**Assignment:** What you give back must match the data character for character.

**Collected data:**
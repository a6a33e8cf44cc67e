//! Per-channel poll log sinks.

use std::io::Write;
use std::path::PathBuf;

use chrono::Local;
use dashmap::mapref::entry::Entry;
use dashmap::DashMap;
use tracing::{info, warn};
use tracing_appender::non_blocking::{NonBlocking, WorkerGuard};
use tracing_appender::rolling::{RollingFileAppender, Rotation};

use crate::registry::ChannelTarget;

/// Receives one line per channel per poll event.
pub trait ChannelLog: Send + Sync {
    fn record(&self, channel: &ChannelTarget, line: &str);
}

/// Emits channel lines as structured tracing events.
#[derive(Debug, Default, Clone, Copy)]
pub struct TracingChannelLog;

impl ChannelLog for TracingChannelLog {
    fn record(&self, channel: &ChannelTarget, line: &str) {
        info!(channel_id = %channel.id, channel = %channel.name, "{}", line);
    }
}

struct ChannelWriter {
    writer: NonBlocking,
    _guard: WorkerGuard,
}

/// Appends timestamped lines to `<dir>/<name>.log`, one file per channel.
///
/// Each file has its own background writer thread, so recording never blocks
/// on disk I/O. Pending lines are flushed when the log is dropped.
pub struct FileChannelLog {
    dir: PathBuf,
    writers: DashMap<String, ChannelWriter>,
}

impl FileChannelLog {
    pub fn new(dir: impl Into<PathBuf>) -> std::io::Result<Self> {
        let dir = dir.into();
        std::fs::create_dir_all(&dir)?;
        Ok(Self {
            dir,
            writers: DashMap::new(),
        })
    }

    pub fn path_for(&self, channel: &ChannelTarget) -> PathBuf {
        self.dir.join(format!("{}.log", channel.name))
    }

    fn writer(&self, channel: &ChannelTarget) -> Option<NonBlocking> {
        if let Some(w) = self.writers.get(&channel.name) {
            return Some(w.writer.clone());
        }

        match self.writers.entry(channel.name.clone()) {
            Entry::Occupied(e) => Some(e.get().writer.clone()),
            Entry::Vacant(v) => {
                let appender = RollingFileAppender::builder()
                    .rotation(Rotation::NEVER)
                    .filename_prefix(&channel.name)
                    .filename_suffix("log")
                    .build(&self.dir);
                match appender {
                    Ok(appender) => {
                        let (writer, guard) = tracing_appender::non_blocking(appender);
                        v.insert(ChannelWriter {
                            writer: writer.clone(),
                            _guard: guard,
                        });
                        Some(writer)
                    }
                    Err(e) => {
                        warn!(
                            path = %self.path_for(channel).display(),
                            error = %e,
                            "Failed to open channel log"
                        );
                        None
                    }
                }
            }
        }
    }
}

impl ChannelLog for FileChannelLog {
    fn record(&self, channel: &ChannelTarget, line: &str) {
        let Some(mut writer) = self.writer(channel) else {
            return;
        };
        let stamp = Local::now().format("%Y/%m/%d %H:%M:%S");
        if let Err(e) = writer.write_all(format!("{} {}\n", stamp, line).as_bytes()) {
            warn!(channel = %channel.name, error = %e, "Failed to write channel log");
        }
    }
}

#[cfg(test)]
mod tests {
    use super::*;

    fn channel(name: &str) -> ChannelTarget {
        ChannelTarget {
            id: "1".into(),
            display_name: "One".into(),
            name: name.into(),
            playlist_url: "https://origin/1.m3u8".into(),
            product: "p".into(),
            cdn_code: "c".into(),
        }
    }

    fn temp_dir(tag: &str) -> PathBuf {
        std::env::temp_dir().join(format!("channel-log-{}-{}", tag, uuid::Uuid::new_v4()))
    }

    #[test]
    fn appends_lines_per_channel() {
        let dir = temp_dir("append");
        let log = FileChannelLog::new(&dir).unwrap();
        log.record(&channel("news"), "first");
        log.record(&channel("news"), "second");
        log.record(&channel("sports"), "other");
        drop(log);

        let news = std::fs::read_to_string(dir.join("news.log")).unwrap();
        let lines: Vec<&str> = news.lines().collect();
        assert_eq!(lines.len(), 2);
        assert!(lines[0].ends_with(" first"));
        assert!(lines[1].ends_with(" second"));
        assert!(dir.join("sports.log").exists());

        std::fs::remove_dir_all(&dir).ok();
    }

    #[test]
    fn reopening_keeps_previous_lines() {
        let dir = temp_dir("reopen");
        FileChannelLog::new(&dir).unwrap().record(&channel("news"), "before");
        FileChannelLog::new(&dir).unwrap().record(&channel("news"), "after");

        let news = std::fs::read_to_string(dir.join("news.log")).unwrap();
        assert_eq!(news.lines().count(), 2);

        std::fs::remove_dir_all(&dir).ok();
    }

    #[test]
    fn channels_write_independently_from_many_threads() {
        let dir = temp_dir("threads");
        let log = FileChannelLog::new(&dir).unwrap();

        std::thread::scope(|s| {
            for t in 0..8 {
                let log = &log;
                s.spawn(move || {
                    let ch = channel(&format!("ch{}", t % 4));
                    for i in 0..50 {
                        log.record(&ch, &format!("thread {} line {}", t, i));
                    }
                });
            }
        });
        assert_eq!(log.writers.len(), 4);
        drop(log);

        for c in 0..4 {
            let text = std::fs::read_to_string(dir.join(format!("ch{}.log", c))).unwrap();
            assert_eq!(text.lines().count(), 100, "ch{}", c);
        }

        std::fs::remove_dir_all(&dir).ok();
    }
}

**Answer box:**
repository a6a33e8cf44cc67e
//! Per-channel poll log sinks.

use std::io::Write;
use std::path::PathBuf;

use chrono::Local;
use dashmap::mapref::entry::Entry;
use dashmap::DashMap;
use tracing::{info, warn};
use tracing_appender::non_blocking::{NonBlocking, WorkerGuard};
use tracing_appender::rolling::{RollingFileAppender, Rotation};

use crate::registry::ChannelTarget;

/// Receives one line per channel per poll event.
pub trait ChannelLog: Send + Sync {
    fn record(&self, channel: &ChannelTarget, line: &str);
}

/// Emits channel lines as structured tracing events.
#[derive(Debug, Default, Clone, Copy)]
pub struct TracingChannelLog;

impl ChannelLog for TracingChannelLog {
    fn record(&self, channel: &ChannelTarget, line: &str) {
        info!(channel_id = %channel.id, channel = %channel.name, "{}", line);
    }
}

struct ChannelWriter {
    writer: NonBlocking,
    _guard: WorkerGuard,
}

/// Appends timestamped lines to `<dir>/<name>.log`, one file per channel.
///
/// Each file has its own background writer thread, so recording never blocks
/// on disk I/O. Pending lines are flushed when the log is dropped.
pub struct FileChannelLog {
    dir: PathBuf,
    writers: DashMap<String, ChannelWriter>,
}

impl FileChannelLog {
    pub fn new(dir: impl Into<PathBuf>) -> std::io::Result<Self> {
        let dir = dir.into();
        std::fs::create_dir_all(&dir)?;
        Ok(Self {
            dir,
            writers: DashMap::new(),
        })
    }

    pub fn path_for(&self, channel: &ChannelTarget) -> PathBuf {
        self.dir.join(format!("{}.log", channel.name))
    }

    fn writer(&self, channel: &ChannelTarget) -> Option<NonBlocking> {
        if let Some(w) = self.writers.get(&channel.name) {
            return Some(w.writer.clone());
        }

        match self.writers.entry(channel.name.clone()) {
            Entry::Occupied(e) => Some(e.get().writer.clone()),
            Entry::Vacant(v) => {
                let appender = RollingFileAppender::builder()
                    .rotation(Rotation::NEVER)
                    .filename_prefix(&channel.name)
                    .filename_suffix("log")
                    .build(&self.dir);
                match appender {
                    Ok(appender) => {
                        let (writer, guard) = tracing_appender::non_blocking(appender);
                        v.insert(ChannelWriter {
                            writer: writer.clone(),
                            _guard: guard,
                        });
                        Some(writer)
                    }
                    Err(e) => {
                        warn!(
                            path = %self.path_for(channel).display(),
                            error = %e,
                            "Failed to open channel log"
                        );
                        None
                    }
                }
            }
        }
    }
}

impl ChannelLog for FileChannelLog {
    fn record(&self, channel: &ChannelTarget, line: &str) {
        let Some(mut writer) = self.writer(channel) else {
            return;
        };
        let stamp = Local::now().format("%Y/%m/%d %H:%M:%S");
        if let Err(e) = writer.write_all(format!("{} {}\n", stamp, line).as_bytes()) {
            warn!(channel = %channel.name, error = %e, "Failed to write channel log");
        }
    }
}

#[cfg(test)]
mod tests {
    use super::*;

    fn channel(name: &str) -> ChannelTarget {
        ChannelTarget {
            id: "1".into(),
            display_name: "One".into(),
            name: name.into(),
            playlist_url: "https://origin/1.m3u8".into(),
            product: "p".into(),
            cdn_code: "c".into(),
        }
    }

    fn temp_dir(tag: &str) -> PathBuf {
        std::env::temp_dir().join(format!("channel-log-{}-{}", tag, uuid::Uuid::new_v4()))
    }

    #[test]
    fn appends_lines_per_channel() {
        let dir = temp_dir("append");
        let log = FileChannelLog::new(&dir).unwrap();
        log.record(&channel("news"), "first");
        log.record(&channel("news"), "second");
        log.record(&channel("sports"), "other");
        drop(log);

        let news = std::fs::read_to_string(dir.join("news.log")).unwrap();
        let lines: Vec<&str> = news.lines().collect();
        assert_eq!(lines.len(), 2);
        assert!(lines[0].ends_with(" first"));
        assert!(lines[1].ends_with(" second"));
        assert!(dir.join("sports.log").exists());

        std::fs::remove_dir_all(&dir).ok();
    }

    #[test]
    fn reopening_keeps_previous_lines() {
        let dir = temp_dir("reopen");
        FileChannelLog::new(&dir).unwrap().record(&channel("news"), "before");
        FileChannelLog::new(&dir).unwrap().record(&channel("news"), "after");

        let news = std::fs::read_to_string(dir.join("news.log")).unwrap();
        assert_eq!(news.lines().count(), 2);

        std::fs::remove_dir_all(&dir).ok();
    }

    #[test]
    fn channels_write_independently_from_many_threads() {
        let dir = temp_dir("threads");
        let log = FileChannelLog::new(&dir).unwrap();

        std::thread::scope(|s| {
            for t in 0..8 {
                let log = &log;
                s.spawn(move || {
                    let ch = channel(&format!("ch{}", t % 4));
                    for i in 0..50 {
                        log.record(&ch, &format!("thread {} line {}", t, i));
                    }
                });
            }
        });
        assert_eq!(log.writers.len(), 4);
        drop(log);

        for c in 0..4 {
            let text = std::fs::read_to_string(dir.join(format!("ch{}.log", c))).unwrap();
            assert_eq!(text.lines().count(), 100, "ch{}", c);
        }

        std::fs::remove_dir_all(&dir).ok();
    }
}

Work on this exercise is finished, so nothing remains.